Seven days from now, I will be putting off my gloves and hand over my responsibilities in the labarotory among my peers. I might be leaving and taking new paths; but all is for the better.
I perceive the laboratory im working-in as a “cracked piece of glass”, the handler has only two option, either to keep it and hold on to it carefully or to exert force to break it. Proudly, I can say I did everything to keep it alive and functioning. Being paid at an “asian-rate” in this country, my salary can’t reciprocate how much I have given and sacrificed for the laboratory and for the whole institution itself. I often see myself too brilliant, too skillful and too diligent to be around people who are far from being me (thats the proud me speaking).
I must admit, there was a time that I care less of my department. I just grew tired and became exhausted of giving a 100% of myself into something who can’t reward me what is just for me. Then I realized, If I will not take care of the laboratory, who will? The downfall of the lab would be my downfall.
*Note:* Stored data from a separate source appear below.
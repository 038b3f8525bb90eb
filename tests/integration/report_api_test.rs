// End-to-end handler tests: unreachable upstream services must yield a
// zeroed report, not a failure; validation errors map to 400; format
// requests come back as file downloads.

use std::sync::Arc;

use actix_web::{test, web, App};
use serde_json::json;
use sqlx::sqlite::SqlitePoolOptions;
use sqlx::SqlitePool;

use stocksight::config::UpstreamConfig;
use stocksight::modules::reports::controllers::{self, ReportContext};
use stocksight::modules::reports::repositories::{MetadataRepository, SqliteMetadataRepository};
use stocksight::modules::reports::services::ReportService;
use stocksight::modules::upstream::services::HttpUpstreamGateway;

async fn test_pool() -> SqlitePool {
    let pool = SqlitePoolOptions::new()
        .max_connections(1)
        .connect("sqlite::memory:")
        .await
        .expect("in-memory database");
    sqlx::migrate!("./migrations")
        .run(&pool)
        .await
        .expect("migrations");
    pool
}

/// Context wired to a closed port: every upstream fetch degrades to empty
async fn unreachable_context() -> ReportContext {
    let upstream = Arc::new(HttpUpstreamGateway::new(UpstreamConfig::for_tests(
        "http://127.0.0.1:1",
    )));
    let metadata: Arc<dyn MetadataRepository> =
        Arc::new(SqliteMetadataRepository::new(test_pool().await));

    ReportContext {
        service: Arc::new(ReportService::new(upstream, 10)),
        metadata,
        retention_days: 30,
    }
}

#[actix_web::test]
async fn test_sales_report_with_unreachable_upstream_is_zeroed() {
    let app = test::init_service(
        App::new()
            .app_data(web::Data::new(unreachable_context().await))
            .configure(controllers::configure),
    )
    .await;

    let req = test::TestRequest::post()
        .uri("/reports/sales")
        .set_json(json!({
            "start_date": "2025-06-01",
            "end_date": "2025-06-30"
        }))
        .to_request();

    let resp = test::call_service(&app, req).await;
    assert_eq!(resp.status(), 200);

    let body: serde_json::Value = test::read_body_json(resp).await;
    assert_eq!(body["report_type"], "sales");
    assert_eq!(body["data"]["summary"]["total_orders"], 0);
    assert_eq!(body["data"]["summary"]["total_sales"], "0");
    // Gap-free inclusive series: one entry per day of June, all zero
    assert_eq!(body["data"]["daily_sales"].as_array().unwrap().len(), 30);
}

#[actix_web::test]
async fn test_inverted_range_is_rejected_with_400() {
    let app = test::init_service(
        App::new()
            .app_data(web::Data::new(unreachable_context().await))
            .configure(controllers::configure),
    )
    .await;

    let req = test::TestRequest::post()
        .uri("/reports/sales")
        .set_json(json!({
            "start_date": "2025-06-30",
            "end_date": "2025-06-01"
        }))
        .to_request();

    let resp = test::call_service(&app, req).await;
    assert_eq!(resp.status(), 400);
}

#[actix_web::test]
async fn test_unknown_report_type_is_rejected() {
    let app = test::init_service(
        App::new()
            .app_data(web::Data::new(unreachable_context().await))
            .configure(controllers::configure),
    )
    .await;

    let req = test::TestRequest::post()
        .uri("/reports/quarterly")
        .set_json(json!({}))
        .to_request();

    let resp = test::call_service(&app, req).await;
    assert_eq!(resp.status(), 400);
}

#[actix_web::test]
async fn test_csv_download_has_attachment_headers() {
    let app = test::init_service(
        App::new()
            .app_data(web::Data::new(unreachable_context().await))
            .configure(controllers::configure),
    )
    .await;

    let req = test::TestRequest::post()
        .uri("/reports/sales")
        .set_json(json!({
            "start_date": "2025-06-01",
            "end_date": "2025-06-30",
            "format": "csv"
        }))
        .to_request();

    let resp = test::call_service(&app, req).await;
    assert_eq!(resp.status(), 200);
    assert_eq!(
        resp.headers().get("content-type").unwrap(),
        "text/csv"
    );
    let disposition = resp
        .headers()
        .get("content-disposition")
        .unwrap()
        .to_str()
        .unwrap();
    assert!(disposition.starts_with("attachment; filename=\"SalesReport_"));
    assert!(disposition.ends_with(".csv\""));

    let body = test::read_body(resp).await;
    let text = String::from_utf8(body.to_vec()).unwrap();
    assert!(text.starts_with("Metric,Value"));
}

#[actix_web::test]
async fn test_generated_reports_appear_in_history() {
    let context = unreachable_context().await;
    let app = test::init_service(
        App::new()
            .app_data(web::Data::new(context))
            .configure(controllers::configure),
    )
    .await;

    let req = test::TestRequest::post()
        .uri("/reports/inventory")
        .set_json(json!({}))
        .to_request();
    let resp = test::call_service(&app, req).await;
    assert_eq!(resp.status(), 200);

    let req = test::TestRequest::get()
        .uri("/reports/history?limit=10")
        .to_request();
    let resp = test::call_service(&app, req).await;
    assert_eq!(resp.status(), 200);

    let entries: serde_json::Value = test::read_body_json(resp).await;
    let entries = entries.as_array().unwrap();
    assert_eq!(entries.len(), 1);
    assert_eq!(entries[0]["report_type"], "inventory");
    assert_eq!(entries[0]["format"], "json");
    assert_eq!(entries[0]["status"], "generated");
}

#[actix_web::test]
async fn test_invalid_format_is_rejected_before_generation() {
    let app = test::init_service(
        App::new()
            .app_data(web::Data::new(unreachable_context().await))
            .configure(controllers::configure),
    )
    .await;

    let req = test::TestRequest::post()
        .uri("/reports/sales")
        .set_json(json!({ "format": "docx" }))
        .to_request();

    let resp = test::call_service(&app, req).await;
    assert_eq!(resp.status(), 400);
}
Sure, I will miss the my workplace for more than two years. It seems that every arrangements and every files in it have my hand prints on it. That’s the thing I like about it, I had full control of almost everything inside. I can hide, edit and do everything at the tip of my finger tips.
I may not be able to learn advance techniques in my career during my stay here nor handled state-of-the-art diagnostic machines so far, but there is one big thing I will take away from my experience working in the American Hospital Doha-and thats management. Now, I even think I can establish a laboratory of my own given enough funds and connections.
Yes I may rant over and over again in this blog on how wasted I feel at times being here; how the ambitious me settled into somewhere Im too big to fit. Then further contemplations reminded me that I made positive memories here. I met good friends, learn more about life and most importantly learn how to become a better man.
Though I am leaving this place, I hope the people in the hospital will remember me as someone who did his job diligently, a man who respected and treat everyone nicely and the laboratory technologist who releases correct results on time.
I will surely miss you AHD LABORATORY. It is time to let you go and give you to the caring hands of others.